Product Manager – Strategic or Not?

Are product managers really involved in strategic discussions, or are we just order takers?  Adrienne Tan has poked the beehive and started a great discussion with this article.  Joining in from here, hopefully adding folks to the conversation.  Check it out, and chime in here or on the brainmates blog.

Product Managers Taking Orders

Adrienne kicks off the discussion with a great post, including the following question : “why does a whole professional group continue to defend its right to be strategic? No one else seems to think that Product Management is the rightful owner of Product Strategy except Product Management.”

As I write this, there are half a dozen great comments on her post, including some powerful ideas:

  • People don’t want to relinquish power – and “owning strategy” is powerful.  Of course other people want to say that they “own” it.
  • Product management is the business – we run into problems when the role is “tacked on” organizationally and not deeply integrated.
  • There are two distinct roles – strategic planning and tactical support – and both have the same title (product manager), but if they are different people, you have problems.
  • There’s too much for one person to do, but the responsibilities of people sharing the work must overlap, or they will become disconnected.

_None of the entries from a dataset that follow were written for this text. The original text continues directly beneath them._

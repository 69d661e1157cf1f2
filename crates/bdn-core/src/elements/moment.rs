//! Moment — a UTC instant in milliseconds since the UNIX epoch

use std::fmt;
use std::str::FromStr;

use once_cell::sync::Lazy;
use regex::Regex;
use time::OffsetDateTime;

use super::duration::{
    Duration, MILLISECONDS_PER_DAY, MILLISECONDS_PER_HOUR, MILLISECONDS_PER_MINUTE,
    MILLISECONDS_PER_SECOND,
};
use crate::{Error, Result};

/// Largest year magnitude whose moments fit in `i64` milliseconds
const MAXIMUM_YEAR: i64 = 292_278_995;

static MOMENT: Lazy<Regex> = Lazy::new(|| {
    Regex::new(
        r"^<(-?[0-9]+)(?:-([0-9]{2})(?:-([0-9]{2})(?:T([0-9]{2})(?::([0-9]{2})(?::([0-9]{2})(?:\.([0-9]{1,3}))?)?)?)?)?)?>$",
    )
    .expect("moment pattern")
});

/// A point in time on the proleptic Gregorian calendar, UTC only.
///
/// Any `i64` millisecond value is a valid moment, including instants long
/// before the common era.
#[derive(Debug, Clone, Copy, PartialEq, Eq, PartialOrd, Ord, Hash, Default)]
pub struct Moment(i64);

/// Calendar fields of a moment
#[derive(Debug, Clone, Copy, PartialEq, Eq)]
struct Civil {
    year: i64,
    month: i64,
    day: i64,
    hour: i64,
    minute: i64,
    second: i64,
    millisecond: i64,
}

impl Moment {
    pub const EPOCH: Moment = Moment(0);

    pub fn from_milliseconds(milliseconds: i64) -> Moment {
        Moment(milliseconds)
    }

    pub fn now() -> Moment {
        Moment::from(OffsetDateTime::now_utc())
    }

    pub fn as_milliseconds(&self) -> i64 {
        self.0
    }

    /// Convert to a `time` date, when the year fits its supported range
    pub fn to_offset_date_time(&self) -> Option<OffsetDateTime> {
        OffsetDateTime::from_unix_timestamp_nanos(self.0 as i128 * 1_000_000).ok()
    }

    fn civil(&self) -> Civil {
        let days = self.0.div_euclid(MILLISECONDS_PER_DAY);
        let time = self.0.rem_euclid(MILLISECONDS_PER_DAY);
        let (year, month, day) = civil_from_days(days);
        Civil {
            year,
            month,
            day,
            hour: time / MILLISECONDS_PER_HOUR,
            minute: time % MILLISECONDS_PER_HOUR / MILLISECONDS_PER_MINUTE,
            second: time % MILLISECONDS_PER_MINUTE / MILLISECONDS_PER_SECOND,
            millisecond: time % MILLISECONDS_PER_SECOND,
        }
    }

    // ── Calendar breakdown ─────────────────────────────

    pub fn get_year(&self) -> i64 {
        self.civil().year
    }

    pub fn get_month(&self) -> i64 {
        self.civil().month
    }

    pub fn get_day(&self) -> i64 {
        self.civil().day
    }

    pub fn get_hour(&self) -> i64 {
        self.civil().hour
    }

    pub fn get_minute(&self) -> i64 {
        self.civil().minute
    }

    pub fn get_second(&self) -> i64 {
        self.civil().second
    }

    pub fn get_millisecond(&self) -> i64 {
        self.civil().millisecond
    }

    // ── Algebra ────────────────────────────────────────

    /// The signed duration from `first` to `second`
    pub fn duration_between(first: Moment, second: Moment) -> Duration {
        Duration::from_milliseconds(second.0.saturating_sub(first.0))
    }

    pub fn earlier(moment: Moment, duration: Duration) -> Moment {
        Moment(moment.0.saturating_sub(duration.as_milliseconds()))
    }

    pub fn later(moment: Moment, duration: Duration) -> Moment {
        Moment(moment.0.saturating_add(duration.as_milliseconds()))
    }
}

impl From<OffsetDateTime> for Moment {
    fn from(value: OffsetDateTime) -> Self {
        let millis = value.unix_timestamp_nanos().div_euclid(1_000_000);
        Moment(millis.clamp(i64::MIN as i128, i64::MAX as i128) as i64)
    }
}

impl fmt::Display for Moment {
    fn fmt(&self, f: &mut fmt::Formatter) -> fmt::Result {
        let c = self.civil();
        // Trailing fields still at their minimum are elided.
        let precision = if c.millisecond != 0 {
            6
        } else if c.second != 0 {
            5
        } else if c.minute != 0 {
            4
        } else if c.hour != 0 {
            3
        } else if c.day != 1 {
            2
        } else if c.month != 1 {
            1
        } else {
            0
        };
        write!(f, "<{}", c.year)?;
        if precision >= 1 {
            write!(f, "-{:02}", c.month)?;
        }
        if precision >= 2 {
            write!(f, "-{:02}", c.day)?;
        }
        if precision >= 3 {
            write!(f, "T{:02}", c.hour)?;
        }
        if precision >= 4 {
            write!(f, ":{:02}", c.minute)?;
        }
        if precision >= 5 {
            write!(f, ":{:02}", c.second)?;
        }
        if precision >= 6 {
            let fraction = format!("{:03}", c.millisecond);
            write!(f, ".{}", fraction.trim_end_matches('0'))?;
        }
        write!(f, ">")
    }
}

impl FromStr for Moment {
    type Err = Error;

    fn from_str(text: &str) -> Result<Self> {
        let captures = MOMENT
            .captures(text)
            .ok_or_else(|| Error::value("moment", text, "malformed ISO 8601 moment"))?;
        let field = |index: usize, default: i64| -> Result<i64> {
            match captures.get(index) {
                Some(group) => group
                    .as_str()
                    .parse()
                    .map_err(|_| Error::value("moment", text, "field is out of range")),
                None => Ok(default),
            }
        };
        let year = field(1, 0)?;
        if year.abs() > MAXIMUM_YEAR {
            return Err(Error::value("moment", text, "year is out of range"));
        }
        let month = field(2, 1)?;
        let day = field(3, 1)?;
        let hour = field(4, 0)?;
        let minute = field(5, 0)?;
        let second = field(6, 0)?;
        let millisecond = match captures.get(7) {
            Some(group) => format!("{:0<3}", group.as_str())
                .parse()
                .map_err(|_| Error::value("moment", text, "malformed fraction"))?,
            None => 0,
        };
        if !(1..=12).contains(&month) {
            return Err(Error::value("moment", text, "month must be 01 through 12"));
        }
        if day < 1 || day > days_in_month(year, month) {
            return Err(Error::value("moment", text, "day is not in the month"));
        }
        if hour > 23 || minute > 59 || second > 59 {
            return Err(Error::value("moment", text, "time of day is out of range"));
        }
        let time = hour * MILLISECONDS_PER_HOUR
            + minute * MILLISECONDS_PER_MINUTE
            + second * MILLISECONDS_PER_SECOND
            + millisecond;
        days_from_civil(year, month, day)
            .checked_mul(MILLISECONDS_PER_DAY)
            .and_then(|millis| millis.checked_add(time))
            .map(Moment)
            .ok_or_else(|| Error::value("moment", text, "exceeds the representable range"))
    }
}

// ── Proleptic Gregorian arithmetic ────────────────────────

fn is_leap_year(year: i64) -> bool {
    year % 4 == 0 && (year % 100 != 0 || year % 400 == 0)
}

fn days_in_month(year: i64, month: i64) -> i64 {
    match month {
        2 if is_leap_year(year) => 29,
        2 => 28,
        4 | 6 | 9 | 11 => 30,
        _ => 31,
    }
}

/// Days since 1970-01-01 for a civil date
fn days_from_civil(year: i64, month: i64, day: i64) -> i64 {
    let year = if month <= 2 { year - 1 } else { year };
    let era = year.div_euclid(400);
    let year_of_era = year.rem_euclid(400);
    let month_index = if month > 2 { month - 3 } else { month + 9 };
    let day_of_year = (153 * month_index + 2) / 5 + day - 1;
    let day_of_era = year_of_era * 365 + year_of_era / 4 - year_of_era / 100 + day_of_year;
    era * 146_097 + day_of_era - 719_468
}

/// Civil date for a count of days since 1970-01-01
fn civil_from_days(days: i64) -> (i64, i64, i64) {
    let days = days + 719_468;
    let era = days.div_euclid(146_097);
    let day_of_era = days.rem_euclid(146_097);
    let year_of_era =
        (day_of_era - day_of_era / 1_460 + day_of_era / 36_524 - day_of_era / 146_096) / 365;
    let day_of_year = day_of_era - (365 * year_of_era + year_of_era / 4 - year_of_era / 100);
    let month_index = (5 * day_of_year + 2) / 153;
    let day = day_of_year - (153 * month_index + 2) / 5 + 1;
    let month = if month_index < 10 {
        month_index + 3
    } else {
        month_index - 9
    };
    let year = year_of_era + era * 400;
    (if month <= 2 { year + 1 } else { year }, month, day)
}

#[cfg(test)]
mod tests {
    use super::*;
    use proptest::prelude::*;

    // ── Canonical text ──

    #[test]
    fn test_trailing_minimum_fields_are_elided() {
        let moment: Moment = "<2009-04>".parse().unwrap();
        assert_eq!(moment.as_milliseconds(), 1_238_544_000_000);
        assert_eq!(moment.to_string(), "<2009-04>");
        assert_eq!(Moment::EPOCH.to_string(), "<1970>");
        assert_eq!("<2009-04-01T00:00:00>".parse::<Moment>().unwrap().to_string(), "<2009-04>");
    }

    #[test]
    fn test_full_precision() {
        let moment: Moment = "<2021-12-31T23:59:59.5>".parse().unwrap();
        assert_eq!(moment.to_string(), "<2021-12-31T23:59:59.5>");
        assert_eq!(moment.get_millisecond(), 500);
        let moment: Moment = "<2000-01-01T00:00:00.007>".parse().unwrap();
        assert_eq!(moment.to_string(), "<2000-01-01T00:00:00.007>");
    }

    #[test]
    fn test_before_the_epoch() {
        let moment = Moment::from_milliseconds(-1);
        assert_eq!(moment.to_string(), "<1969-12-31T23:59:59.999>");
        let moment: Moment = "<-44-03-15>".parse().unwrap();
        assert_eq!(moment.get_year(), -44);
        assert_eq!(moment.get_month(), 3);
        assert_eq!(moment.get_day(), 15);
        assert_eq!(moment.to_string(), "<-44-03-15>");
    }

    #[test]
    fn test_parse_rejects_invalid_dates() {
        for text in [
            "<2009-13>",
            "<2009-00>",
            "<2009-02-29>",
            "<2009-04-31>",
            "<2009-04-01T24>",
            "<2009-04-01T12:60>",
            "2009",
            "<2009-4>",
            "<999999999999>",
        ] {
            assert!(text.parse::<Moment>().is_err(), "{} should be rejected", text);
        }
        assert!("<2008-02-29>".parse::<Moment>().is_ok());
        assert!("<2000-02-29>".parse::<Moment>().is_ok());
        assert!("<1900-02-29>".parse::<Moment>().is_err());
    }

    // ── Algebra ──

    #[test]
    fn test_duration_arithmetic() {
        let start: Moment = "<2020-01-01>".parse().unwrap();
        let end: Moment = "<2020-01-15>".parse().unwrap();
        let span = Moment::duration_between(start, end);
        assert_eq!(span.to_string(), "~P2W");
        assert_eq!(Moment::later(start, span), end);
        assert_eq!(Moment::earlier(end, span), start);
        assert_eq!(Moment::duration_between(end, start), span.inverse());
    }

    #[test]
    fn test_offset_date_time_conversion() {
        let moment: Moment = "<2009-04-01T12:30>".parse().unwrap();
        let date = moment.to_offset_date_time().unwrap();
        assert_eq!(date.year(), 2009);
        assert_eq!(date.hour(), 12);
        assert_eq!(date.minute(), 30);
        assert_eq!(Moment::from(date), moment);
        assert!(Moment::from_milliseconds(i64::MIN).to_offset_date_time().is_none());
        assert!(Moment::now() > moment);
    }

    #[test]
    fn test_calendar_agrees_with_time_crate() {
        for millis in [0i64, 951_782_400_000, -2_208_988_800_000, 4_102_444_800_123] {
            let moment = Moment::from_milliseconds(millis);
            let date = moment.to_offset_date_time().unwrap();
            assert_eq!(moment.get_year(), date.year() as i64);
            assert_eq!(moment.get_month(), u8::from(date.month()) as i64);
            assert_eq!(moment.get_day(), date.day() as i64);
        }
    }

    proptest! {
        #[test]
        fn prop_text_round_trip(millis in proptest::num::i64::ANY) {
            let moment = Moment::from_milliseconds(millis);
            let parsed: Moment = moment.to_string().parse().unwrap();
            prop_assert_eq!(moment, parsed);
        }
    }
}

As Nick points out in the comments – Adrienne’s post is a productive one, not just a rant – since getting a “seat at the table” for strategic decision making is so hard, is it worth doing?

Product Strategy

Product strategy happens.  It may be implicit, but it is probably explicit and intentional.  Product strategy, however, is just a business tactic.  Your company has a strategy, and someone makes the decision that “product” will play a role in that strategy.  The definition of that role constrains what someone else should do with the product, in order to realize the product’s portion of the business strategy.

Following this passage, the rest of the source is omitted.